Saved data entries

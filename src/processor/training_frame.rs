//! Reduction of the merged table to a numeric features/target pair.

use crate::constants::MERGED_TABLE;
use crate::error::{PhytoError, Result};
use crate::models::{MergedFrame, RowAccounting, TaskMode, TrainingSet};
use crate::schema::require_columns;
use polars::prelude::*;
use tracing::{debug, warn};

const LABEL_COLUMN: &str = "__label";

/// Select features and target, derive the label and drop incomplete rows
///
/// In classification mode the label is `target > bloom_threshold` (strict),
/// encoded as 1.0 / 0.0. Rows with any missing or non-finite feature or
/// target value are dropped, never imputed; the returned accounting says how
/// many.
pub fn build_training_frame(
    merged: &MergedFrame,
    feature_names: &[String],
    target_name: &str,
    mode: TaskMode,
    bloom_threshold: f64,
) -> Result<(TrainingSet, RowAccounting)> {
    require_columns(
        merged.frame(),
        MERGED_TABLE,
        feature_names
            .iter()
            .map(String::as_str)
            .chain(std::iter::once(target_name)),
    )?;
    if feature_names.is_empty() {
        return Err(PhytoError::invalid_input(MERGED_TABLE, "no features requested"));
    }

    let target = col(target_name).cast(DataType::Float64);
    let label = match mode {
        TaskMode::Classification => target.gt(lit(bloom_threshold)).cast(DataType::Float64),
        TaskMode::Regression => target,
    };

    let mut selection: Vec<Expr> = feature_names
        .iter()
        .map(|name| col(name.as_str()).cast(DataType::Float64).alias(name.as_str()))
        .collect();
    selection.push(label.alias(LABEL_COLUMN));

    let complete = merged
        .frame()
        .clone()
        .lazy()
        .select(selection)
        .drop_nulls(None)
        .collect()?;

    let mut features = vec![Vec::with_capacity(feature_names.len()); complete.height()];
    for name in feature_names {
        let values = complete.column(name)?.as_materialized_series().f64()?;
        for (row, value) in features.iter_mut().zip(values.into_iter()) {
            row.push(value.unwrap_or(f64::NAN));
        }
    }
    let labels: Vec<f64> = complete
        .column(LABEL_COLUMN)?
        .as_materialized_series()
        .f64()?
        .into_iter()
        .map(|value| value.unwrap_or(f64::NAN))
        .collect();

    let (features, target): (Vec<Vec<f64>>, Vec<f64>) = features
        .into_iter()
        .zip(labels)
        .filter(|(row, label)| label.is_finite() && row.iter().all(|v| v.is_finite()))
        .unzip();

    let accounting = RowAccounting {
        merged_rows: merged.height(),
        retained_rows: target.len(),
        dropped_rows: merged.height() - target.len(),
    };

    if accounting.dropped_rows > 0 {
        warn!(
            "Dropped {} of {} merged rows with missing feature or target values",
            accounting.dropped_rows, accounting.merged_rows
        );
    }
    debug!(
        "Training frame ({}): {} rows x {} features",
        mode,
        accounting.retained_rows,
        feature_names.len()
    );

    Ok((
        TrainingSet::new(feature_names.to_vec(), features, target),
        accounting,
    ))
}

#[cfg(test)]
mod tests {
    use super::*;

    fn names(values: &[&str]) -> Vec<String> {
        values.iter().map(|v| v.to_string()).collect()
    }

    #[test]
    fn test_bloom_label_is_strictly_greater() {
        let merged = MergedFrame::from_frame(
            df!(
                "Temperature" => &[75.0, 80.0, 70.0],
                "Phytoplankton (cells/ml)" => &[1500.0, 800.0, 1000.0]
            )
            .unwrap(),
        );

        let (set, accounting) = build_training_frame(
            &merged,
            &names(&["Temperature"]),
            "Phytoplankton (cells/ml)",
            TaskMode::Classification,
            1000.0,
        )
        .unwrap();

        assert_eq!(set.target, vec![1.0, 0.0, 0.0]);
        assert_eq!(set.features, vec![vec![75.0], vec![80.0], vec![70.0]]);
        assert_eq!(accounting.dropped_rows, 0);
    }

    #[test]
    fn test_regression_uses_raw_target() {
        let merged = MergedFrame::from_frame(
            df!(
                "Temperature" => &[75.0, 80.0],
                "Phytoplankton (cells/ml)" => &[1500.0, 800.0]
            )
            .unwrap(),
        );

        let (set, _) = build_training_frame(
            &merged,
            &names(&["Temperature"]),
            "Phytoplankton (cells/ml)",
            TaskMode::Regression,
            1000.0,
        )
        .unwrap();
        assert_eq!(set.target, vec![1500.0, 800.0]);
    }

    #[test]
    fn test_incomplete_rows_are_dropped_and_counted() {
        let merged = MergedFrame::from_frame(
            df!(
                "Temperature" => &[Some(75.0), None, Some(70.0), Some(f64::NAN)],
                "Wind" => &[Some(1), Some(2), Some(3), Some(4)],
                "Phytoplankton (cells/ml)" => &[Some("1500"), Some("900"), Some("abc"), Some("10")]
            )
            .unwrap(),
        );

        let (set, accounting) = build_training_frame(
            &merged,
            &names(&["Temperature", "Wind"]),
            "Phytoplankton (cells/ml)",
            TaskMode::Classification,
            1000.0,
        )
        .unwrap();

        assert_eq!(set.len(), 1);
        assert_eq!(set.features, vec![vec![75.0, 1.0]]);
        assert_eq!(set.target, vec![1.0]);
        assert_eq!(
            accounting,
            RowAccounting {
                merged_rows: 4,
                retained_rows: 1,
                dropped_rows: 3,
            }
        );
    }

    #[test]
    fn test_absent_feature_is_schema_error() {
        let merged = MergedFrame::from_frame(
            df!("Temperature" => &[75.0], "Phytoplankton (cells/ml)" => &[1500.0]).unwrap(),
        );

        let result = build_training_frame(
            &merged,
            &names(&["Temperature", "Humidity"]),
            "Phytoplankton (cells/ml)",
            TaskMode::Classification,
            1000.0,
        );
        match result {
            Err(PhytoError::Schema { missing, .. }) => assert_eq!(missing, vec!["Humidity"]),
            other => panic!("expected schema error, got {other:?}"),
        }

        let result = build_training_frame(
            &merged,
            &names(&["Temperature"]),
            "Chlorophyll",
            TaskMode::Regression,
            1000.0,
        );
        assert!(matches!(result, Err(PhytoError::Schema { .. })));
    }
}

*AIM OF THE EXERCISE*
Could you return exactly the lines above from the line with "accounting says how" to the line with "merged rows with", both included, and nothing else?

*ANSWER BELOW*
/// target value are dropped, never imputed; the returned accounting says how
/// many.
pub fn build_training_frame(
    merged: &MergedFrame,
    feature_names: &[String],
    target_name: &str,
    mode: TaskMode,
    bloom_threshold: f64,
) -> Result<(TrainingSet, RowAccounting)> {
    require_columns(
        merged.frame(),
        MERGED_TABLE,
        feature_names
            .iter()
            .map(String::as_str)
            .chain(std::iter::once(target_name)),
    )?;
    if feature_names.is_empty() {
        return Err(PhytoError::invalid_input(MERGED_TABLE, "no features requested"));
    }

    let target = col(target_name).cast(DataType::Float64);
    let label = match mode {
        TaskMode::Classification => target.gt(lit(bloom_threshold)).cast(DataType::Float64),
        TaskMode::Regression => target,
    };

    let mut selection: Vec<Expr> = feature_names
        .iter()
        .map(|name| col(name.as_str()).cast(DataType::Float64).alias(name.as_str()))
        .collect();
    selection.push(label.alias(LABEL_COLUMN));

    let complete = merged
        .frame()
        .clone()
        .lazy()
        .select(selection)
        .drop_nulls(None)
        .collect()?;

    let mut features = vec![Vec::with_capacity(feature_names.len()); complete.height()];
    for name in feature_names {
        let values = complete.column(name)?.as_materialized_series().f64()?;
        for (row, value) in features.iter_mut().zip(values.into_iter()) {
            row.push(value.unwrap_or(f64::NAN));
        }
    }
    let labels: Vec<f64> = complete
        .column(LABEL_COLUMN)?
        .as_materialized_series()
        .f64()?
        .into_iter()
        .map(|value| value.unwrap_or(f64::NAN))
        .collect();

    let (features, target): (Vec<Vec<f64>>, Vec<f64>) = features
        .into_iter()
        .zip(labels)
        .filter(|(row, label)| label.is_finite() && row.iter().all(|v| v.is_finite()))
        .unzip();

    let accounting = RowAccounting {
        merged_rows: merged.height(),
        retained_rows: target.len(),
        dropped_rows: merged.height() - target.len(),
    };

    if accounting.dropped_rows > 0 {
        warn!(
            "Dropped {} of {} merged rows with missing feature or target values",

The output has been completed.